Este proyecto, basado en el paradigma de las franquicias en los deportes estadounidenses , donde los equipos jamás son relegados y que se venden al mejor postor como si fuesen cadenas de fast food, sin ninguna consideración para el anclaje y el tejido social que tienen con una ciudad o comunidad, destruye ese concepto y cambia de un plumazo la escala del fútbol, que adquiere la estructura vertical y clasista del absolutismo aristocrático y abandona los vasos comunicantes sociales transversales y hasta cierto punto solidarios que aún caracterizan al fútbol -sobre todo el europeo- desde su fundación en el siglo XIX. El proyecto forjaría un torneo cuasi-cerrado con plaza asegurada permanente para 15 equipos de élite del continente -que serían los dueños del formato y del balón- y al que cada año estarían dadivosamente invitados tan solo cinco clubes externos , una suplantación de facto de la actual Champions League , a la que se accede con base en los resultados anuales de las ligas nacionales , y que encierra la posibilidad de que con el buen trabajo se pueda paulatinamente pasar de la mediocridad a la excelencia y del maravilloso potencial de un David tumbando a un Goliat en el transcurso del torneo. El resultado es una embestida a la esencia del fútbol, construido sobre el mérito, la diversidad competitiva y las clasificaciones sin fondo plano. Sería un proyecto oligopólico devastador para las ligas nacionales, la formación de jugadores y la malla social que este juego construye a todos los niveles. Sometidos a un tajo brutal en el dinero procedente de la televisión y sin vuelo en las expectativas, los clubes pequeños se asoman al precipicio de la invisibilidad. Como sentenció Pep Guardiola al referirse a la Superliga, “esto no es deporte”. Para un aficionado rabioso del Liverpool , el equipo que me hizo suyo creciendo de pequeño en Gales , y del Barcelona , el equipo de mi vida, ver a ambos metidos en esto ha sido decepcionante. Que el Barcelona, un equipo de socios y que siempre ha sido “más que un club”, siga sin deslindarse, es doloroso.

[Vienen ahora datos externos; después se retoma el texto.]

use crate::core::{
    AddOutcome, AppPaths, CaptureOutcome, ClockOperations, ConfigManagerOperations,
    DirectoryIndex, FileStoreOperations, FilterSortView, GameLauncherOperations, GameRecord,
    LibraryEvent, LibraryStore, NodeId, RemoveOutcome, ScanEvent, ScanWorker, ScannerOperations,
    TagOutcome, TagRegistry, ThumbnailCaptureOperations, UpdateOutcome,
};
use std::cell::RefCell;
use std::collections::HashSet;
use std::io;
use std::path::{Path, PathBuf};
use std::rc::Rc;
use std::sync::Arc;
use std::sync::mpsc::{Receiver, TryRecvError};
use std::time::Duration;

pub(crate) const APP_NAME: &str = "GameDb";

/*
 * Informational results for the presentation layer. None of these are fatal; duplicate and
 * not-found conditions surface here instead of as errors.
 */
#[derive(Debug, Clone, PartialEq, Eq)]
pub enum AppNotice {
    Info(String),
    Warning(String),
}

impl AppNotice {
    pub fn message(&self) -> &str {
        match self {
            AppNotice::Info(message) | AppNotice::Warning(message) => message,
        }
    }
}

// The collaborators the controller is built from.
pub struct LibraryServices {
    pub storage: Arc<dyn FileStoreOperations>,
    pub clock: Arc<dyn ClockOperations>,
    pub scanner: Arc<dyn ScannerOperations>,
    pub config_manager: Arc<dyn ConfigManagerOperations>,
    pub launcher: Arc<dyn GameLauncherOperations>,
    pub thumbnail_capture: Arc<dyn ThumbnailCaptureOperations>,
}

struct PendingCapture {
    game_path: PathBuf,
    outcome_rx: Receiver<CaptureOutcome>,
}

/*
 * Owns every piece of single-threaded application state: the library, the tag registry, the
 * filtered view, the current browse session and the set of library paths used to highlight
 * saved entries in the browser. Scan results and capture outcomes produced on other threads
 * only reach this state through `pump_scan_events` and `pump_capture_results`.
 */
pub struct LibraryController {
    pub(crate) library: Rc<RefCell<LibraryStore>>,
    pub(crate) tags: Rc<RefCell<TagRegistry>>,
    pub(crate) view: Rc<RefCell<FilterSortView>>,
    pub(crate) browse: DirectoryIndex,
    pub(crate) saved_paths: Rc<RefCell<HashSet<PathBuf>>>,
    pub(crate) pending_scans: usize,
    scan_worker: ScanWorker,
    pending_captures: Vec<PendingCapture>,
    config_manager: Arc<dyn ConfigManagerOperations>,
    launcher: Arc<dyn GameLauncherOperations>,
    thumbnail_capture: Arc<dyn ThumbnailCaptureOperations>,
}

impl LibraryController {
    /*
     * Loads the library and tag files named by `paths`, wires the tag cascade, the view and the
     * highlight set to their upstream broadcasts, and starts the scan worker thread.
     */
    pub fn new(paths: &AppPaths, services: LibraryServices) -> io::Result<Self> {
        let library = Rc::new(RefCell::new(LibraryStore::load(
            Arc::clone(&services.storage),
            services.clock,
            paths.library_file.clone(),
        )));
        let tags = Rc::new(RefCell::new(TagRegistry::load(
            services.storage,
            paths.tags_file.clone(),
        )));
        LibraryStore::connect_tag_cascade(&library, &mut tags.borrow_mut());

        let snapshot = library.borrow().get_games();
        let saved_paths: Rc<RefCell<HashSet<PathBuf>>> = Rc::new(RefCell::new(
            snapshot.iter().map(|g| g.file_path.clone()).collect(),
        ));
        let view = Rc::new(RefCell::new(FilterSortView::new(snapshot)));
        FilterSortView::connect_library(&view, &mut library.borrow_mut());

        let highlight = Rc::clone(&saved_paths);
        library.borrow_mut().subscribe(move |event| match event {
            LibraryEvent::GameAdded(path) => {
                highlight.borrow_mut().insert(path.clone());
            }
            LibraryEvent::GameRemoved(path) => {
                highlight.borrow_mut().remove(path);
            }
            LibraryEvent::GameUpdated(_) | LibraryEvent::LibraryChanged(_) => {}
        });

        let scan_worker = ScanWorker::spawn(services.scanner)?;
        log::debug!(
            "LibraryController: Ready with {} games and {} tags.",
            library.borrow().len(),
            tags.borrow().len()
        );

        Ok(LibraryController {
            library,
            tags,
            view,
            browse: DirectoryIndex::new(),
            saved_paths,
            pending_scans: 0,
            scan_worker,
            pending_captures: Vec::new(),
            config_manager: services.config_manager,
            launcher: services.launcher,
            thumbnail_capture: services.thumbnail_capture,
        })
    }

    pub fn library(&self) -> &Rc<RefCell<LibraryStore>> {
        &self.library
    }

    pub fn tags(&self) -> &Rc<RefCell<TagRegistry>> {
        &self.tags
    }

    pub fn view(&self) -> &Rc<RefCell<FilterSortView>> {
        &self.view
    }

    pub fn browse(&self) -> &DirectoryIndex {
        &self.browse
    }

    pub fn is_scanning(&self) -> bool {
        self.pending_scans > 0
    }

    // Re-opens the root directory browsed in the previous session, if it still exists.
    pub fn on_startup(&mut self) -> Vec<AppNotice> {
        match self.config_manager.load_last_root_path(APP_NAME) {
            Ok(Some(root)) if root.is_dir() => self.open_root(&root),
            Ok(Some(root)) => {
                log::info!("LibraryController: Last root {root:?} no longer exists.");
                Vec::new()
            }
            Ok(None) => Vec::new(),
            Err(e) => {
                log::warn!("LibraryController: Could not load last root path: {e}");
                Vec::new()
            }
        }
    }

    /*
     * Starts a new browse session at `root`: the previous tree is discarded, a scan of the
     * root's direct children is queued, and `root` is remembered for the next startup.
     */
    pub fn open_root(&mut self, root: &Path) -> Vec<AppNotice> {
        if !root.is_dir() {
            return vec![AppNotice::Warning(format!(
                "{} is not a directory.",
                root.display()
            ))];
        }
        self.browse.reset(root);
        self.request_scan(root.to_path_buf());

        let mut notices = Vec::new();
        if let Err(e) = self
            .config_manager
            .save_last_root_path(APP_NAME, Some(root))
        {
            log::warn!("LibraryController: Could not remember root {root:?}: {e}");
            notices.push(AppNotice::Warning(format!(
                "Could not remember {}: {e}",
                root.display()
            )));
        }
        notices
    }

    pub fn clear_browser(&mut self) {
        self.browse.clear();
    }

    // Requests the children of a folder node the first time it is expanded.
    pub fn expand_folder(&mut self, node: NodeId) -> bool {
        match self.browse.begin_expand(node) {
            Some(path) => self.request_scan(path),
            None => false,
        }
    }

    fn request_scan(&mut self, directory: PathBuf) -> bool {
        let queued = self.scan_worker.request_scan(directory);
        if queued {
            self.pending_scans += 1;
        }
        queued
    }

    // Applies every scan result that has arrived so far. Returns the number of events handled.
    pub fn pump_scan_events(&mut self) -> usize {
        let events = self.scan_worker.try_recv_events();
        let handled = events.len();
        for event in events {
            self.handle_scan_event(event);
        }
        handled
    }

    /*
     * Blocks until every queued scan has finished, or until no event arrives within `timeout`.
     * Returns false on timeout.
     */
    pub fn wait_for_scans(&mut self, timeout: Duration) -> bool {
        while self.pending_scans > 0 {
            match self.scan_worker.recv_timeout(timeout) {
                Some(event) => self.handle_scan_event(event),
                None => {
                    log::warn!(
                        "LibraryController: Timed out with {} scans outstanding.",
                        self.pending_scans
                    );
                    return false;
                }
            }
        }
        true
    }

    fn handle_scan_event(&mut self, event: ScanEvent) {
        match event {
            ScanEvent::EntryFound(entry) => {
                self.browse.attach(entry);
            }
            ScanEvent::Finished { directory } => {
                self.pending_scans = self.pending_scans.saturating_sub(1);
                log::debug!("LibraryController: Scan of {directory:?} finished.");
            }
        }
    }

    pub fn is_in_library(&self, path: &Path) -> bool {
        self.saved_paths.borrow().contains(path)
    }

    /*
     * Starting point for the "add to library" edit: the stored record when the entry is already
     * saved, otherwise a record pre-filled from the scanned entry.
     */
    pub fn record_for_node(&self, node: NodeId) -> Option<GameRecord> {
        let entry = &self.browse.node(node)?.entry;
        Some(
            self.library
                .borrow()
                .get_game_by_path(&entry.absolute_path)
                .unwrap_or_else(|| GameRecord::from_scan_entry(entry)),
        )
    }

    pub fn add_game(&mut self, record: GameRecord) -> Vec<AppNotice> {
        let name = record.clean_name.clone();
        match self.library.borrow_mut().add_game(record) {
            AddOutcome::Added => vec![AppNotice::Info(format!("Saved '{name}' to the library."))],
            AddOutcome::DuplicateIgnored => vec![AppNotice::Info(format!(
                "'{name}' is already in the library."
            ))],
        }
    }

    // Adds a new record or replaces the stored one with the same path.
    pub fn save_game(&mut self, record: GameRecord) -> Vec<AppNotice> {
        if self.is_in_library(&record.file_path) {
            self.update_game(record)
        } else {
            self.add_game(record)
        }
    }

    pub fn update_game(&mut self, record: GameRecord) -> Vec<AppNotice> {
        let name = record.clean_name.clone();
        match self.library.borrow_mut().update_game(record) {
            UpdateOutcome::Updated => vec![AppNotice::Info(format!("Updated '{name}'."))],
            UpdateOutcome::NotFound => vec![AppNotice::Info(format!(
                "'{name}' is not in the library."
            ))],
        }
    }

    pub fn remove_game(&mut self, path: &Path) -> Vec<AppNotice> {
        match self.library.borrow_mut().remove_game_by_path(path) {
            RemoveOutcome::Removed => vec![AppNotice::Info(format!(
                "Removed {} from the library.",
                path.display()
            ))],
            RemoveOutcome::NotFound => vec![AppNotice::Info(format!(
                "{} is not in the library.",
                path.display()
            ))],
        }
    }

    pub fn add_tag(&mut self, name: &str) -> Vec<AppNotice> {
        let outcome = self.tags.borrow_mut().add_tag(name);
        tag_notice(outcome, &format!("Added tag '{name}'."), name)
    }

    pub fn remove_tag(&mut self, name: &str) -> Vec<AppNotice> {
        let outcome = self.tags.borrow_mut().remove_tag(name);
        tag_notice(outcome, &format!("Removed tag '{name}'."), name)
    }

    pub fn rename_tag(&mut self, old: &str, new: &str) -> Vec<AppNotice> {
        let outcome = self.tags.borrow_mut().rename_tag(old, new);
        let subject = match outcome {
            TagOutcome::AlreadyExists => new,
            _ => old,
        };
        tag_notice(outcome, &format!("Renamed tag '{old}' to '{new}'."), subject)
    }

    /*
     * Renames a browsed folder on disk to `new_name`. A library record keyed by the old path is
     * not moved; the browser highlight follows the path, so the renamed folder shows as unsaved.
     */
    pub fn rename_folder(&mut self, node: NodeId, new_name: &str) -> Vec<AppNotice> {
        match self.browse.rename_folder(node, new_name) {
            Ok(new_path) => vec![AppNotice::Info(format!(
                "Renamed folder to {}.",
                new_path.display()
            ))],
            Err(e) => {
                log::warn!("LibraryController: Folder rename failed: {e}");
                vec![AppNotice::Warning(e.to_string())]
            }
        }
    }

    pub fn launch_game(&mut self, path: &Path) -> Vec<AppNotice> {
        let Some(game) = self.library.borrow().get_game_by_path(path) else {
            return vec![AppNotice::Info(format!(
                "{} is not in the library.",
                path.display()
            ))];
        };
        match self.launcher.launch(&game) {
            Ok(pid) => {
                log::debug!("LibraryController: '{}' running as pid {pid}.", game.clean_name);
                self.library.borrow_mut().update_last_played(path);
                vec![AppNotice::Info(format!("Started '{}'.", game.clean_name))]
            }
            Err(e) => {
                log::warn!("LibraryController: Launch of {path:?} failed: {e}");
                vec![AppNotice::Warning(e.to_string())]
            }
        }
    }

    pub fn start_thumbnail_capture(&mut self, path: &Path, delay: Duration) -> Vec<AppNotice> {
        let Some(game) = self.library.borrow().get_game_by_path(path) else {
            return vec![AppNotice::Info(format!(
                "{} is not in the library.",
                path.display()
            ))];
        };
        if !game.has_launch_executable() {
            return vec![AppNotice::Warning(format!(
                "No executable is set for '{}'.",
                game.clean_name
            ))];
        }
        let outcome_rx = self
            .thumbnail_capture
            .start_capture(Path::new(&game.launch_executable_path), delay);
        self.pending_captures.push(PendingCapture {
            game_path: path.to_path_buf(),
            outcome_rx,
        });
        vec![AppNotice::Info(format!(
            "Capturing a thumbnail for '{}'.",
            game.clean_name
        ))]
    }

    pub fn has_pending_captures(&self) -> bool {
        !self.pending_captures.is_empty()
    }

    // Stores the thumbnail of every finished capture on its record.
    pub fn pump_capture_results(&mut self) -> Vec<AppNotice> {
        let mut notices = Vec::new();
        let mut still_pending = Vec::new();
        for capture in std::mem::take(&mut self.pending_captures) {
            match capture.outcome_rx.try_recv() {
                Ok(CaptureOutcome::Finished(image)) => {
                    notices.extend(self.store_thumbnail(&capture.game_path, &image));
                }
                Ok(CaptureOutcome::Failed(reason)) => {
                    notices.push(AppNotice::Warning(format!("Thumbnail capture failed: {reason}")));
                }
                Err(TryRecvError::Empty) => still_pending.push(capture),
                Err(TryRecvError::Disconnected) => {
                    notices.push(AppNotice::Warning(
                        "Thumbnail capture stopped without a result.".to_string(),
                    ));
                }
            }
        }
        self.pending_captures = still_pending;
        notices
    }

    fn store_thumbnail(&mut self, game_path: &Path, image: &Path) -> Vec<AppNotice> {
        let Some(mut game) = self.library.borrow().get_game_by_path(game_path) else {
            return vec![AppNotice::Info(format!(
                "{} left the library before its thumbnail was ready.",
                game_path.display()
            ))];
        };
        game.thumbnail_path = image.to_string_lossy().into_owned();
        self.library.borrow_mut().update_game(game);
        vec![AppNotice::Info(format!(
            "Saved thumbnail {}.",
            image.display()
        ))]
    }
}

A veces, un partido de fútbol es aburrido y no todos son “el clásico” o una final de Champions. Es lo que hace que los momentos gloriosos en este deporte sean aún más gloriosos. El problema de que cada juego sea el juego más importante de todos los tiempos, lo que subyace al sueño de la Superliga europea, es que significa que al final del día ningún juego lo sea. Recordando las geniales películas de Pixar , me pregunto, de hecho, si la Superliga no es un complot de Syndrome, el villano de “Los Increíbles”, cuya frase más famosa es: “Una vez que todos son súper, nadie lo es". La pandemia de coronavirus seguramente hizo creer a sus arquitectos que la Superliga europea era factible. El fútbol había encontrado la manera de seguir adelante: los jugadores y los equipos entraron en una burbuja hermética, moviéndose entre estadios vacíos, las instalaciones de entrenamiento y sus hogares. Mientras tanto, los fanáticos se movieron de los estadios a los sofás. En el proceso, el fútbol se convirtió en un videojuego, con todo y ruido falso de aficionados. Todas las señales apuntaban a una nueva era post-pandémica globalizada por televisión para el fútbol europeo , a la deriva de los barrios, ciudades y estadios en los que nacieron y en los que están anclados los equipos y los aficionados que realmente aman a sus clubes. Exageró y acentuó todas las peores cualidades del fútbol europeo y aceleró esta desvinculación con lo local que viene dándose ya desde hace dos décadas. Esas fallas, esos problemas, desde la desigualdad de riqueza hasta la impotencia de los fanáticos y el deseo de una camarilla de clubes de élite de estar libres de supervisión y administrar sus organizaciones con el único propósito de incrementar ganancias vía la bolsa de valores, tampoco se evaporarán con el colapso de la Superliga o el fin de la pandemia. Pero el mundo del fútbol también se dio cuenta de que el poder no solo recae en los dueños de los equipos más grandes y ricos. Está también en manos de las instituciones, los jugadores, entrenadores, gobiernos y, sí, la afición. Las 48 horas que abarcaron la fundación y el colapso de la Superliga europea fueron similares a un Big Bang: esta es una saga que apenas comienza.